NHL announces 12-year, $5.2 billion deal with Rogers, CBC, TVA
The Canadian Press
Published Tuesday, November 26, 2013 7:15AM EST
Last Updated Tuesday, November 26, 2013 11:12AM EST
TORONTO -- The National Hockey League says it has reached a 12-year, $5.2 billion agreement with Rogers Communications for the league's broadcast and multimedia rights.
As part of the deal, Rogers says the CBC will continue to broadcast its iconic Hockey Night in Canada broadcast and that the TVA network in Quebec has all of the Canadian French-language multi-media rights.The league says the deal gives Rogers national rights to all NHL games, including the playoffs and Stanley Cup final, on all of its platforms in all languages.
In addition, the NHL says the agreement guarantees that there will be no further regionalization of games or local blackouts. Rogers has three exclusive windows to broadcast any game involving a Canadian team -- Wednesday nights, Saturday nights (including CBC) and Sunday nights.
TSN Sports 990 will continue to broadcast Canadiens' games on radio.
While the CBC holds onto "Hockey Night in Canada," the new deal will limit its control over the broadcast and lead to job losses at the public broadcaster.

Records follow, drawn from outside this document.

//! Session settings.
//!
//! Every tunable of an open instrument: exchange timeouts and retries, the
//! probe baud list and budget, calibration negotiation bounds and cache
//! location, stabilization thresholds and the switch poller cadence. Each field
//! has a serde default so a partial TOML table is enough.
//!
//! # Example
//!
//! ```toml
//! [transport]
//! timeout_ms = 2000
//!
//! [probe]
//! baud_rates = [115200, 9600]
//!
//! [stabilization]
//! max_samples = 16
//! accept_degraded = true
//! ```

use colorcal_core::error::{ColorError, ColorResult};
use colorcal_core::error_recovery::RetryPolicy;
use colorcal_core::measurement::StabilizationConfig;
use figment::{
    providers::{Env, Format, Serialized, Toml},
    Figment,
};
use serde::{Deserialize, Serialize};
use std::path::{Path, PathBuf};
use std::time::Duration;

/// Baud rates supported by the serial families.
pub const SUPPORTED_BAUD_RATES: [u32; 6] = [921_600, 115_200, 57_600, 38_400, 19_200, 9_600];

/// All settings for one instrument session.
#[derive(Debug, Clone, PartialEq, Serialize, Deserialize, Default)]
#[serde(default)]
pub struct SessionSettings {
    /// Exchange timeouts and retries.
    pub transport: TransportSettings,
    /// Auto-probe.
    pub probe: ProbeSettings,
    /// Calibration negotiation and cache.
    pub calibration: CalibrationSettings,
    /// Overrides the driver's convergence thresholds when present.
    pub stabilization: Option<StabilizationConfig>,
    /// Background switch poller.
    pub poller: PollerSettings,
}

/// Exchange timeouts and retries.
#[derive(Debug, Clone, PartialEq, Eq, Serialize, Deserialize)]
pub struct TransportSettings {
    /// Timeout for one request/response exchange.
    #[serde(default = "default_timeout_ms")]
    pub timeout_ms: u64,
    /// Total tries for a failing exchange.
    #[serde(default = "default_max_attempts")]
    pub max_attempts: u32,
    /// Delay between tries.
    #[serde(default = "default_backoff_ms")]
    pub backoff_ms: u64,
    /// Use RTS/CTS on serial links.
    #[serde(default)]
    pub flow_control: bool,
}

/// Auto-probe settings.
#[derive(Debug, Clone, PartialEq, Eq, Serialize, Deserialize)]
pub struct ProbeSettings {
    /// Baud rates tried in order.
    #[serde(default = "default_baud_rates")]
    pub baud_rates: Vec<u32>,
    /// Timeout for each identification attempt.
    #[serde(default = "default_attempt_timeout_ms")]
    pub attempt_timeout_ms: u64,
    /// Budget for the whole probe.
    #[serde(default = "default_budget_ms")]
    pub budget_ms: u64,
}

/// Calibration negotiation and cache settings.
#[derive(Debug, Clone, PartialEq, Eq, Serialize, Deserialize)]
pub struct CalibrationSettings {
    /// How long to wait for the host to arrange a condition.
    #[serde(default = "default_setup_timeout_secs")]
    pub setup_timeout_secs: u64,
    /// Consecutive rounds without progress before giving up.
    #[serde(default = "default_max_rounds")]
    pub max_rounds_without_progress: u32,
    /// Load and store calibrations on disk.
    #[serde(default = "default_true")]
    pub use_cache: bool,
    /// Cache directory; the platform cache dir when unset.
    #[serde(default)]
    pub cache_dir: Option<PathBuf>,
    /// Display correction matrix (JSON).
    #[serde(default)]
    pub correction_path: Option<PathBuf>,
}

/// Switch poller settings.
#[derive(Debug, Clone, PartialEq, Eq, Serialize, Deserialize)]
pub struct PollerSettings {
    /// Spawn the poller for devices with a trigger switch.
    #[serde(default = "default_true")]
    pub enabled: bool,
    /// Tick interval.
    #[serde(default = "default_poll_interval_ms")]
    pub interval_ms: u64,
    /// How long a tick waits for the link before skipping.
    #[serde(default = "default_lock_timeout_ms")]
    pub lock_timeout_ms: u64,
    /// Exchange timeout for the status query.
    #[serde(default = "default_status_timeout_ms")]
    pub status_timeout_ms: u64,
}

fn default_timeout_ms() -> u64 {
    1000
}

fn default_max_attempts() -> u32 {
    3
}

fn default_backoff_ms() -> u64 {
    100
}

fn default_baud_rates() -> Vec<u32> {
    SUPPORTED_BAUD_RATES.to_vec()
}

fn default_attempt_timeout_ms() -> u64 {
    300
}

fn default_budget_ms() -> u64 {
    5000
}

fn default_setup_timeout_secs() -> u64 {
    300
}

fn default_max_rounds() -> u32 {
    4
}

fn default_true() -> bool {
    true
}

fn default_poll_interval_ms() -> u64 {
    500
}

fn default_lock_timeout_ms() -> u64 {
    50
}

fn default_status_timeout_ms() -> u64 {
    200
}

impl Default for TransportSettings {
    fn default() -> Self {
        Self {
            timeout_ms: default_timeout_ms(),
            max_attempts: default_max_attempts(),
            backoff_ms: default_backoff_ms(),
            flow_control: false,
        }
    }
}

impl TransportSettings {
    /// Exchange timeout.
    pub fn timeout(&self) -> Duration {
        Duration::from_millis(self.timeout_ms)
    }

    /// Retry policy for failing exchanges.
    pub fn retry_policy(&self) -> RetryPolicy {
        RetryPolicy {
            max_attempts: self.max_attempts,
            backoff_delay: Duration::from_millis(self.backoff_ms),
        }
    }
}

impl Default for ProbeSettings {
    fn default() -> Self {
        Self {
            baud_rates: default_baud_rates(),
            attempt_timeout_ms: default_attempt_timeout_ms(),
            budget_ms: default_budget_ms(),
        }
    }
}

impl ProbeSettings {
    /// Timeout for each identification attempt.
    pub fn attempt_timeout(&self) -> Duration {
        Duration::from_millis(self.attempt_timeout_ms)
    }

    /// Budget for the whole probe.
    pub fn budget(&self) -> Duration {
        Duration::from_millis(self.budget_ms)
    }
}

impl Default for CalibrationSettings {
    fn default() -> Self {
        Self {
            setup_timeout_secs: default_setup_timeout_secs(),
            max_rounds_without_progress: default_max_rounds(),
            use_cache: true,
            cache_dir: None,
            correction_path: None,
        }
    }
}

impl CalibrationSettings {
    /// How long to wait for the host.
    pub fn setup_timeout(&self) -> Duration {
        Duration::from_secs(self.setup_timeout_secs)
    }
}

impl Default for PollerSettings {
    fn default() -> Self {
        Self {
            enabled: true,
            interval_ms: default_poll_interval_ms(),
            lock_timeout_ms: default_lock_timeout_ms(),
            status_timeout_ms: default_status_timeout_ms(),
        }
    }
}

impl PollerSettings {
    /// Tick interval.
    pub fn interval(&self) -> Duration {
        Duration::from_millis(self.interval_ms)
    }

    /// Lock wait per tick.
    pub fn lock_timeout(&self) -> Duration {
        Duration::from_millis(self.lock_timeout_ms)
    }

    /// Status exchange timeout.
    pub fn status_timeout(&self) -> Duration {
        Duration::from_millis(self.status_timeout_ms)
    }
}

impl SessionSettings {
    /// Settings suitable for tests and simulations: no cache, no poller, short
    /// timeouts.
    pub fn ephemeral() -> Self {
        let mut settings = Self::default();
        settings.calibration.use_cache = false;
        settings.poller.enabled = false;
        settings.transport.timeout_ms = 200;
        settings.transport.backoff_ms = 10;
        settings
    }

    /// Defaults, then `path` if it exists, then `COLORCAL_SESSION_*` variables.
    pub fn load_from<P: AsRef<Path>>(path: P) -> Result<Self, figment::Error> {
        Figment::from(Serialized::defaults(Self::default()))
            .merge(Toml::file(path.as_ref()))
            .merge(Env::prefixed("COLORCAL_SESSION_").split("__"))
            .extract()
    }

    /// Check value ranges.
    pub fn validate(&self) -> ColorResult<()> {
        if self.transport.timeout_ms == 0 {
            return Err(ColorError::Configuration(
                "transport.timeout_ms must be positive".into(),
            ));
        }
        if self.transport.max_attempts == 0 {
            return Err(ColorError::Configuration(
                "transport.max_attempts must be at least 1".into(),
            ));
        }
        if self.probe.baud_rates.is_empty() {
            return Err(ColorError::Configuration(
                "probe.baud_rates must not be empty".into(),
            ));
        }
        if let Some(bad) = self
            .probe
            .baud_rates
            .iter()
            .find(|b| !SUPPORTED_BAUD_RATES.contains(b))
        {
            return Err(ColorError::Configuration(format!(
                "unsupported baud rate {bad}; expected one of {SUPPORTED_BAUD_RATES:?}"
            )));
        }
        if self.probe.attempt_timeout_ms == 0 || self.probe.budget_ms == 0 {
            return Err(ColorError::Configuration(
                "probe timeouts must be positive".into(),
            ));
        }
        if self.calibration.max_rounds_without_progress == 0 {
            return Err(ColorError::Configuration(
                "calibration.max_rounds_without_progress must be at least 1".into(),
            ));
        }
        if self.poller.interval_ms == 0 {
            return Err(ColorError::Configuration(
                "poller.interval_ms must be positive".into(),
            ));
        }
        if let Some(stab) = &self.stabilization {
            stab.validate()?;
        }
        Ok(())
    }
}

#[cfg(test)]
mod tests {
    use super::*;
    use std::io::Write;

    #[test]
    fn test_defaults() {
        let settings = SessionSettings::default();
        assert_eq!(settings.probe.baud_rates[0], 921_600);
        assert_eq!(settings.probe.attempt_timeout(), Duration::from_millis(300));
        assert_eq!(settings.probe.budget(), Duration::from_secs(5));
        assert_eq!(settings.poller.interval(), Duration::from_millis(500));
        assert_eq!(settings.calibration.max_rounds_without_progress, 4);
        assert!(settings.validate().is_ok());
    }

    #[test]
    fn test_partial_toml_keeps_defaults() {
        let mut file = tempfile::NamedTempFile::new().unwrap();
        writeln!(
            file,
            "[probe]\nbaud_rates = [9600]\n\n[stabilization]\nmax_samples = 4\n"
        )
        .unwrap();
        let settings = SessionSettings::load_from(file.path()).unwrap();
        assert_eq!(settings.probe.baud_rates, vec![9600]);
        assert_eq!(settings.probe.budget_ms, 5000);
        let stab = settings.stabilization.unwrap();
        assert_eq!(stab.max_samples, 4);
        assert!((stab.monotonic_band - 0.005).abs() < 1e-12);
    }

    #[test]
    fn test_validation_rejects_unknown_baud() {
        let mut settings = SessionSettings::default();
        settings.probe.baud_rates = vec![12_345];
        assert!(matches!(
            settings.validate(),
            Err(ColorError::Configuration(_))
        ));
    }
}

In an internal memo, CBC president Hubert Lacroix said that "starting next year, Rogers will assume all editorial control (all editorial decisions with respect to the content, on-air talent and the creative direction of HNIC -- we have the right to be consulted and there is a commitment to excellence) under the new agreement."
He added that it wasn't "the outcome we had hoped for," confirming there will be job losses, though not as many as there would have been had they lost the NHL altogether.
"This may not be the ideal scenario but, it is the right outcome for Canadian hockey fans and is an acceptable adaptation to the role of the public broadcaster in the modern world of professional sports rights," he said. "A world in which partnering with a wide array of other actors is a key to success."
Lacroix added that CBC had been in conversation with the league for several months.
"The CBC was prepared to do a fiscally responsible deal to preserve hockey on Saturday nights and to help the NHL to build the hockey brand through a variety of significant events and outreach activities," he said. "The NHL chose a deal with only one broadcaster -- that's their choice and that's their prerogative."
It appears TSN is also on the outside looking in. The NHL's news release early Tuesday made no mention of the all-sports network, which currently airs a package of regular-season and playoff games. A TSN spokesman said the network would be sending a release later Tuesday.
The deal could put the iconic "Hockey Night in Canada" theme song in limbo. TSN has owned the rights to the jingle since 2008 after CBC was unable to negotiate a new agreement with the song's composer.
Longtime NHL analyst Bob McKenzie said in a tweet early Tuesday that "TSN's national rights package for NHL games expires at end of this season and isn't being renewed."
He added that TSN would, in spite of losing national rights, maintain and intensify efforts to "continue as a prime source for hockey news and information."
The NHL says the partnership with Rogers and TVA, which is subject to approval by the NHL Board of Governors, will begin with the 2014-15 season and run through the 2025-26 season. The Board of Governors will next meet Dec. 9-10 in Pebble Beach, Calif.
The league said in a statement that the agreement is the largest media rights deal in its history and one of the largest media rights deals ever in Canada, including the largest-ever sports-media rights agreement.
Executives from the NHL and Rogers scheduled a news conference for 11 a.m. Tuesday in Toronto to formally announce the deal.
"The NHL is extremely excited about the power and potential of this groundbreaking partnership," said NHL Commissioner Gary Bettman in a statement.
"Our fans always want to explore deeper and more emotional connections to NHL hockey, and that is precisely what Rogers has promised to deliver over the next 12 years," Bettman added.
Rogers will provide game coverage with expanded pre- and post-game coverage beginning at 4 p.m. ET on Saturdays and Sundays. Rogers also has exclusive rights to special events such as future NHL All-Star Games and NHL Drafts.
In addition, Rogers said it will use its digital technology to stream games on the Internet, wireless and mobile devices, as well as satellite radio. Rogers will operate NHL Center Ice and NHL GameCenter Live in Canada.
"Sports content is a key strategic asset and we've been investing significantly to strengthen our sports offering to Canadians," said Rogers CEO and president Nadir Mohamed in a statement issued through the NHL.
"Canadians are passionate about hockey, and through this landmark partnership with the NHL we'll be able to bring hockey fans more games and more content on their platform of choice."